Polish literary critic and television personality

Kazimiera Szczuka (Polish pronunciation: ; born 22 June 1966 in Warsaw) is a Polish historian of literature, literary critic, feminist, journalist and television personality, known from the Polish edition of The Weakest Link.

==Life and career==
She was born on 22 June 1966 to father Stanisław Szczuka, a lawyer and a political dissident in the times of PRL, and mother Janina (née Winawer), a doctor from an assimilated Polish-Jewish family. She is a great-great-granddaughter of chess player Szymon Winawer. She is a graduate of the University of Warsaw where she obtained her MA degree under supervision of Maria Janion.

She published articles in such newspapers and magazines as Gazeta Wyborcza, Res Publica Nova, Teksty Drugie and Zadra. She also taught gender studies at the Institute of Literary Research of the Polish Academy of Sciences (PAN).
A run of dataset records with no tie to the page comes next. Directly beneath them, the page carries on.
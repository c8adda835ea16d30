use super::coordinate::Coordinate;
use serde::{Deserialize, Serialize};

/// A project site's allowed work area.
///
/// Loaded from the project registry (site file in the CLI); the engine only
/// ever asks "is this point inside".
#[derive(Debug, Clone, Serialize, Deserialize)]
#[serde(tag = "shape", rename_all = "lowercase")]
pub enum Geofence {
    Circle {
        center: Coordinate,
        radius_m: f64,
    },
    Polygon {
        vertices: Vec<Coordinate>,
    },
}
She has collaborated with the Krytyka Polityczna circle of intellectuals and Feminoteka women's rights organization.

In 2003, she was one of the host of the Pegaz culture programme aired on the Polish state-run television Telewizja Polska (TVP). She was dismissed by TVP after she publicly used swear words in a live interview with Manuela Gretkowska.

In 2004, she published her book Milczenie owieczek (The Silence of Little Lambs) in which she discussed such topics as the right to abortion, birth control and sex education.

Szczuka is a member of the Greens 2004 party, advocate of LGBT rights and supporter of pro-choice rights for women. She is a member of the Programme Council of the green political foundation the Green Institute.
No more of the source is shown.